シギスヴァルト・クイケン/ラ・プティットバンドによるバッハのロ短調ミサの新譜を聴く。

声楽はリフキンの提唱するアンサンブル方式。これがとても説得力があって音楽のテクスチュアが浮き彫りにされてなかなか面白い。あれ?こんなの歌ってたんだ、っていう発見が随所にある。こないだのミンコフスキも同じスタイルだったのになぜ気がつかなかったんだろう。

それはおそらくオケのバランスにもよるのかもしれない。スパッラやヴィオローネの使用による低音パートの質感、ナチュラルトランペットの音色のとけ込み方。
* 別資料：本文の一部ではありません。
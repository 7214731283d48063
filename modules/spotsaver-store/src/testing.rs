//! In-memory fakes for the repository and geocoder seams.

use std::sync::atomic::{AtomicBool, AtomicUsize, Ordering};
use std::sync::{Arc, Mutex};

use async_trait::async_trait;
use chrono::Utc;
use tokio::sync::Notify;

use geocode_client::GeocodeError;
use spotsaver_common::{Coordinates, Spot, SpotDraft, SpotId};

use crate::error::{Result, StoreError};
use crate::geocoder::Geocoder;
use crate::repository::{PersistedSpot, SpotRepository, StoredSpot};

#[derive(Default)]
pub struct MemoryRepository {
    rows: Mutex<Vec<StoredSpot>>,
    next_id: AtomicUsize,
    fail_fetch: AtomicBool,
    fail_insert: AtomicBool,
    inserts: AtomicUsize,
}

impl MemoryRepository {
    pub fn new() -> Self {
        Self {
            next_id: AtomicUsize::new(1),
            ..Default::default()
        }
    }

    pub fn with_spots(spots: Vec<Spot>) -> Self {
        let repo = Self::new();
        for spot in spots {
            repo.seed(spot);
        }
        repo
    }

    /// Store a spot as if it had been loaded from the database. The spot's id
    /// is replaced with the assigned row id.
    pub fn seed(&self, mut spot: Spot) -> i64 {
        let remote_id = self.next_id.fetch_add(1, Ordering::SeqCst) as i64;
        spot.id = SpotId::from_remote(remote_id);
        self.rows
            .lock()
            .expect("repository lock poisoned")
            .push(StoredSpot { remote_id, spot });
        remote_id
    }

    pub fn fail_fetch(&self, fail: bool) {
        self.fail_fetch.store(fail, Ordering::SeqCst);
    }

    pub fn fail_insert(&self, fail: bool) {
        self.fail_insert.store(fail, Ordering::SeqCst);
    }

    /// Number of insert calls, failed ones included.
    pub fn insert_calls(&self) -> usize {
        self.inserts.load(Ordering::SeqCst)
    }

    pub fn row_count(&self) -> usize {
        self.rows.lock().expect("repository lock poisoned").len()
    }
}

#[async_trait]
impl SpotRepository for MemoryRepository {
    async fn fetch_all(&self) -> Result<Vec<StoredSpot>> {
        if self.fail_fetch.load(Ordering::SeqCst) {
            return Err(StoreError::Unavailable("connection refused".into()));
        }
        Ok(self.rows.lock().expect("repository lock poisoned").clone())
    }

    async fn insert(&self, draft: &SpotDraft) -> Result<PersistedSpot> {
        self.inserts.fetch_add(1, Ordering::SeqCst);
        if self.fail_insert.load(Ordering::SeqCst) {
            return Err(StoreError::Unavailable("insert rejected".into()));
        }

        let created_at = Utc::now();
        let remote_id = self.next_id.fetch_add(1, Ordering::SeqCst) as i64;
        let spot = Spot::from_draft(SpotId::from_remote(remote_id), draft.clone(), created_at);
        self.rows
            .lock()
            .expect("repository lock poisoned")
            .push(StoredSpot { remote_id, spot });

        Ok(PersistedSpot {
            remote_id,
            created_at,
        })
    }
}

#[derive(Clone)]
pub enum GeocoderBehavior {
    Resolve(Coordinates),
    Reject { status: u16, message: String },
}

pub struct FakeGeocoder {
    behavior: GeocoderBehavior,
    gate: Option<Arc<Notify>>,
    calls: AtomicUsize,
}

impl FakeGeocoder {
    pub fn new(behavior: GeocoderBehavior) -> Self {
        Self {
            behavior,
            gate: None,
            calls: AtomicUsize::new(0),
        }
    }

    pub fn resolving(lat: f64, lng: f64) -> Self {
        Self::new(GeocoderBehavior::Resolve(Coordinates::new(lat, lng)))
    }

    pub fn rejecting(status: u16, message: &str) -> Self {
        Self::new(GeocoderBehavior::Reject {
            status,
            message: message.to_string(),
        })
    }

    /// Hold every lookup until the gate is notified.
    pub fn gated(mut self, gate: Arc<Notify>) -> Self {
        self.gate = Some(gate);
        self
    }

    pub fn calls(&self) -> usize {
        self.calls.load(Ordering::SeqCst)
    }
}

#[async_trait]
impl Geocoder for FakeGeocoder {
    async fn geocode(&self, _map_url: &str) -> std::result::Result<Coordinates, GeocodeError> {
        self.calls.fetch_add(1, Ordering::SeqCst);
        if let Some(gate) = &self.gate {
            gate.notified().await;
        }
        match &self.behavior {
            GeocoderBehavior::Resolve(coords) => Ok(*coords),
            GeocoderBehavior::Reject { status, message } => Err(GeocodeError::Api {
                status: *status,
                message: message.clone(),
            }),
        }
    }
}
それにしても、こんなに音楽的な、あまりにも完璧なトランペットパートの演奏って他に比べるものがない高みにある。モダンとかバロックとかナチュラルとかいう議論を超越しているし、それがしかもナチュラルで達成されているところがすごい。いや、ナチュラルだからこそできるのかもしれない。
同じクイケン/プティットバンドによるメキシコでのライヴ演奏のときとはメンバーが違うけど、完成度のレベルも全く違う。いやホントにこういう演奏を目指したいものだ。

全くあっけにとられて、それ故に音楽だけに集中して聴くことができるロ短調だった。